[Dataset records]
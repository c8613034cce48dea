#![deny(
    unsafe_code,
    missing_docs,
    dead_code,
    unused_results,
    non_snake_case,
    unreachable_pub
)]

//! Authoritative world state management for Fire Rescue.
//!
//! The world owns the building topology, the hazard field, wall damage, the
//! points of interest and the agents. It holds no random number generator:
//! every random choice arrives as an explicit [`Command`], which keeps the
//! state a pure function of the command stream.

mod actions;
mod agents;
mod damage;
mod grid;
mod hazard;
mod ignition;
mod pois;
mod topology;

pub use topology::{DoorPolicy, Edge, Neighbors, Topology};

use fire_rescue_core::{
    ActionError, AgentId, CellCoord, Command, Event, HazardLevel, Layout, LayoutError, Poi,
    PoiKind, Rules, VictimLedger,
};
use log::debug;

use crate::{agents::Agent, damage::DamageTracker, hazard::HazardField, pois::PoiLayer};

/// Represents the authoritative Fire Rescue world state.
#[derive(Clone, Debug)]
pub struct World {
    rules: Rules,
    topology: Topology,
    hazards: HazardField,
    damage: DamageTracker,
    pois: PoiLayer,
    entry_points: Vec<CellCoord>,
    agents: Vec<Agent>,
    next_agent_id: u32,
    victims: VictimLedger,
}

impl World {
    /// Creates a world seeded from a validated layout.
    ///
    /// Scenario points of interest count as placed victims but do not draw
    /// from the replenishment pools.
    pub fn new(layout: &Layout, rules: Rules) -> Result<Self, LayoutError> {
        let topology = Topology::from_layout(layout)?;
        let shape = topology.shape();
        let mut world = Self {
            hazards: HazardField::new(shape),
            damage: DamageTracker::new(shape),
            pois: PoiLayer::new(shape, rules.victim_pool, rules.false_alarm_pool),
            entry_points: layout.entry_points.clone(),
            agents: Vec::new(),
            next_agent_id: 0,
            victims: VictimLedger::default(),
            topology,
            rules,
        };

        for &cell in &layout.fires {
            let _ = world.hazards.set(cell, HazardLevel::Fire);
        }

        for placement in &layout.pois {
            world.pois.put(placement.cell, Some(Poi::hidden(placement.kind)));
            if placement.kind == PoiKind::Victim {
                world.victims.placed += 1;
                world.victims.on_board += 1;
            }
        }

        Ok(world)
    }

    fn agent_index(&self, agent: AgentId) -> Option<usize> {
        self.agents.iter().position(|candidate| candidate.id == agent)
    }

    fn is_exit(&self, cell: CellCoord) -> bool {
        self.entry_points.contains(&cell)
    }

    fn place_poi(&mut self, cell: CellCoord, kind: PoiKind) -> Result<(), ActionError> {
        if !self.topology.contains(cell) {
            return Err(ActionError::OutOfBounds);
        }
        if self.pois.get(cell).is_some() {
            return Err(ActionError::CellOccupied);
        }
        if !self.pois.draw(kind) {
            return Err(ActionError::PoolExhausted);
        }

        self.pois.put(cell, Some(Poi::hidden(kind)));
        if kind == PoiKind::Victim {
            self.victims.placed += 1;
            self.victims.on_board += 1;
        }
        Ok(())
    }
}

/// Applies the provided command to the world, mutating state deterministically.
///
/// Refused commands leave the world untouched and report
/// [`Event::CommandRejected`].
pub fn apply(world: &mut World, command: Command, out_events: &mut Vec<Event>) {
    match command {
        Command::SpawnAgent { role, cell } => {
            if !world.topology.contains(cell) {
                reject(out_events, None, ActionError::OutOfBounds);
                return;
            }
            let agent = AgentId::new(world.next_agent_id);
            world.next_agent_id += 1;
            world
                .agents
                .push(Agent::new(agent, role, cell, world.rules.starting_ap));
            debug!("agent {} ({role:?}) entered at {cell}", agent.get());
            out_events.push(Event::AgentSpawned { agent, role, cell });
        }
        Command::BeginTurn { agent } => {
            let Some(index) = world.agent_index(agent) else {
                reject(out_events, Some(agent), ActionError::UnknownAgent);
                return;
            };
            let record = &mut world.agents[index];
            record.grant(world.rules.ap_per_turn, world.rules.max_ap);
            out_events.push(Event::TurnStarted {
                agent,
                stored_ap: record.stored_ap,
            });
        }
        Command::AssignTarget { agent, target } => {
            let Some(index) = world.agent_index(agent) else {
                reject(out_events, Some(agent), ActionError::UnknownAgent);
                return;
            };
            if target.is_some_and(|cell| !world.topology.contains(cell)) {
                reject(out_events, Some(agent), ActionError::OutOfBounds);
                return;
            }
            world.agents[index].target = target;
            out_events.push(Event::TargetAssigned { agent, target });
        }
        Command::Extinguish { agent, cell } => {
            world.act(agent, out_events, |world, index, events| {
                world.extinguish(index, cell, events)
            });
        }
        Command::OpenDoor { agent, toward } => {
            world.act(agent, out_events, |world, index, events| {
                world.set_door_by_agent(index, toward, true, events)
            });
        }
        Command::CloseDoor { agent, toward } => {
            world.act(agent, out_events, |world, index, events| {
                world.set_door_by_agent(index, toward, false, events)
            });
        }
        Command::BreachWall { agent, toward } => {
            world.act(agent, out_events, |world, index, events| {
                world.breach_wall(index, toward, events)
            });
        }
        Command::Move { agent, to } => {
            world.act(agent, out_events, |world, index, _| {
                world.move_agent(index, to)
            });
        }
        Command::RevealPoi { agent } => {
            world.act(agent, out_events, |world, index, events| {
                world.reveal_poi(index, events)
            });
        }
        Command::PickUpVictim { agent } => {
            world.act(agent, out_events, |world, index, events| {
                world.pick_up_victim(index, events)
            });
        }
        Command::DeliverVictim { agent } => {
            world.act(agent, out_events, |world, index, events| {
                world.deliver_victim(index, events)
            });
        }
        Command::Escape { agent, to } => {
            world.act(agent, out_events, |world, index, events| {
                world.escape(index, to, events)
            });
        }
        Command::Ignite { cell } => world.ignite(cell, out_events),
        Command::ResolveSmoke => world.resolve_smoke(out_events),
        Command::PlacePoi { cell, kind } => match world.place_poi(cell, kind) {
            Ok(()) => {
                debug!("{kind:?} marker placed at {cell}");
                out_events.push(Event::PoiChanged {
                    cell,
                    poi: Some(Poi::hidden(kind)),
                });
            }
            Err(reason) => reject(out_events, None, reason),
        },
    }
}

fn reject(out_events: &mut Vec<Event>, agent: Option<AgentId>, reason: ActionError) {
    out_events.push(Event::CommandRejected { agent, reason });
}

/// Query functions that provide read-only access to the world state.
pub mod query {
    use fire_rescue_core::{
        AgentId, AgentSnapshot, CellChange, CellCoord, Counters, DamageCounter, DoorChange,
        GridError, HazardLevel, Outcome, Poi, PoiKind, Rules, VictimLedger, WallMask,
    };
    use serde::{Deserialize, Serialize};

    use super::{Topology, World};

    /// Number of columns and rows of the grid.
    #[must_use]
    pub fn dimensions(world: &World) -> (u32, u32) {
        (world.topology.width(), world.topology.height())
    }

    /// Rule set the world was created with.
    #[must_use]
    pub fn rules(world: &World) -> &Rules {
        &world.rules
    }

    /// Provides read-only access to the wall and door graph.
    #[must_use]
    pub fn topology(world: &World) -> &Topology {
        &world.topology
    }

    /// Hazard level of a cell.
    pub fn hazard(world: &World, cell: CellCoord) -> Result<HazardLevel, GridError> {
        let _ = world.topology.shape().checked_index(cell)?;
        Ok(world.hazards.level(cell).unwrap_or_default())
    }

    /// Every hazard cell: burning cells first, then smoky ones, each in
    /// row-major order. Target ties are broken in this order.
    #[must_use]
    pub fn hazard_targets(world: &World) -> Vec<CellCoord> {
        world
            .hazards
            .cells_at(HazardLevel::Fire)
            .chain(world.hazards.cells_at(HazardLevel::Smoke))
            .collect()
    }

    /// Point of interest lying on a cell.
    pub fn poi(world: &World, cell: CellCoord) -> Result<Option<Poi>, GridError> {
        let _ = world.topology.shape().checked_index(cell)?;
        Ok(world.pois.get(cell))
    }

    /// Every point of interest on the board in row-major order.
    #[must_use]
    pub fn poi_cells(world: &World) -> Vec<(CellCoord, Poi)> {
        world.pois.occupied().collect()
    }

    /// Markers left in the replenishment pool of the provided kind.
    #[must_use]
    pub fn pool(world: &World, kind: PoiKind) -> u32 {
        world.pois.pool(kind)
    }

    /// Points of interest still in play: markers on the board plus carried
    /// victims.
    #[must_use]
    pub fn outstanding_pois(world: &World) -> u32 {
        let on_board = u32::try_from(world.pois.count()).unwrap_or(u32::MAX);
        on_board.saturating_add(world.victims.carried)
    }

    /// Damage counter of a cell.
    pub fn damage(world: &World, cell: CellCoord) -> Result<DamageCounter, GridError> {
        let _ = world.topology.shape().checked_index(cell)?;
        Ok(world.damage.counter(cell).unwrap_or_default())
    }

    /// Global counters that decide the end of the game.
    #[must_use]
    pub fn counters(world: &World) -> Counters {
        Counters {
            damage_points: world.damage.damage_points(),
            people_rescued: world.victims.rescued,
            people_lost: world.victims.lost,
        }
    }

    /// Accounting of every victim placed so far.
    #[must_use]
    pub fn victim_ledger(world: &World) -> VictimLedger {
        world.victims
    }

    /// Snapshot of a single agent.
    #[must_use]
    pub fn agent(world: &World, agent: AgentId) -> Option<AgentSnapshot> {
        world
            .agents
            .iter()
            .find(|candidate| candidate.id == agent)
            .map(|candidate| candidate.snapshot())
    }

    /// Snapshots of every agent in ascending identifier order.
    #[must_use]
    pub fn agents(world: &World) -> Vec<AgentSnapshot> {
        let mut snapshots: Vec<AgentSnapshot> =
            world.agents.iter().map(|agent| agent.snapshot()).collect();
        snapshots.sort_by_key(|snapshot| snapshot.id);
        snapshots
    }

    /// Cells where agents enter and victims leave.
    #[must_use]
    pub fn entry_points(world: &World) -> &[CellCoord] {
        &world.entry_points
    }

    /// Reports whether the cell is an entry point.
    #[must_use]
    pub fn is_exit(world: &World, cell: CellCoord) -> bool {
        world.is_exit(cell)
    }

    /// Cells inside the outer ring in row-major order.
    #[must_use]
    pub fn interior_cells(world: &World) -> Vec<CellCoord> {
        let shape = world.topology.shape();
        shape.cells().filter(|cell| shape.is_interior(*cell)).collect()
    }

    /// Terminal result, if the game is over.
    ///
    /// Collapse is checked first, then lost victims, then victory, so a round
    /// meeting several conditions ends in the first one.
    #[must_use]
    pub fn outcome(world: &World) -> Option<Outcome> {
        let counters = counters(world);
        let rules = &world.rules;
        if counters.damage_points >= rules.damage_limit {
            Some(Outcome::StructuralCollapse)
        } else if counters.people_lost >= rules.lost_limit {
            Some(Outcome::VictimsLost)
        } else if counters.people_rescued >= rules.rescue_target {
            Some(Outcome::Victory)
        } else {
            None
        }
    }

    /// Captures the complete observable state of the world.
    #[must_use]
    pub fn snapshot(world: &World) -> WorldSnapshot {
        let (width, height) = dimensions(world);
        WorldSnapshot {
            width,
            height,
            walls: world.topology.masks().to_vec(),
            damage: world.damage.counters().to_vec(),
            hazards: world.hazards.levels().to_vec(),
            points_of_interest: world
                .pois
                .occupied()
                .map(|(position, poi)| CellChange {
                    position,
                    new_value: poi,
                })
                .collect(),
            doors: world
                .topology
                .doors()
                .map(|(position, new_value)| DoorChange {
                    position,
                    new_value,
                })
                .collect(),
            entry_points: world.entry_points.clone(),
            counters: counters(world),
            agents: agents(world),
            outcome: outcome(world),
        }
    }

    /// Full observable state, the first message of the state feed.
    ///
    /// Per-cell vectors are stored in row-major order.
    #[derive(Clone, Debug, PartialEq, Eq, Serialize, Deserialize)]
    pub struct WorldSnapshot {
        /// Number of grid columns.
        pub width: u32,
        /// Number of grid rows.
        pub height: u32,
        /// Wall mask of every cell.
        pub walls: Vec<WallMask>,
        /// Damage counter of every cell.
        pub damage: Vec<DamageCounter>,
        /// Hazard level of every cell.
        pub hazards: Vec<HazardLevel>,
        /// Points of interest on the board.
        pub points_of_interest: Vec<CellChange<Poi>>,
        /// Every door with its state.
        pub doors: Vec<DoorChange>,
        /// Cells where agents enter and victims leave.
        pub entry_points: Vec<CellCoord>,
        /// Global counters.
        pub counters: Counters,
        /// Every agent.
        pub agents: Vec<AgentSnapshot>,
        /// Terminal result, if any.
        pub outcome: Option<Outcome>,
    }
}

▶ [Required work] Show every line from the entries above in which "width" appears.

▶ [Exercise response]
        (world.topology.width(), world.topology.height())
        let (width, height) = dimensions(world);
            width,
        pub width: u32,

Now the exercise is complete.